PLoS ONE (Jan 2022)
RegBR: A novel Brazilian government framework to classify and analyze industry-specific regulations.
Abstract
Government transparency and openness are key factors to bring forth the modernization of the state. The combination of transparency and digital information has given rise to the concept of Open Government, that increases citizen understanding and monitoring of government actions, which in turn improves the quality of public services and of the government decision making process. With the goal of improving legislative transparency and the understanding of the Brazilian regulatory process and its characteristics, this paper introduces RegBR, the first national framework to centralize, classify and analyze regulations from the Brazilian government. A centralized database of Brazilian federal legislation built from automated ETL routines and processed with data mining and machine learning techniques was created.
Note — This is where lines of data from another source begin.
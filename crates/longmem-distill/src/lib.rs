pub mod distiller;
pub mod error;
pub mod prompt;
pub mod repair;

pub use distiller::Distiller;
pub use error::{DistillError, Result};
Our framework evaluates different NLP models in a text classification task on our novel Portuguese legal corpus and performs regulatory analysis based on metrics that concern linguistic complexity, restrictiveness, law interest, and industry-specific citation relevance. Our results were examined over time and validated by correlating them with known episodes of regulatory changes in Brazilian history, such as the implementation of new economic plans or the emergence of an energy crisis. Methods and metrics proposed by this framework can be used by policy makers to measure their own work and serve as inputs for future studies that could analyze government changes and their relationship with federal regulations.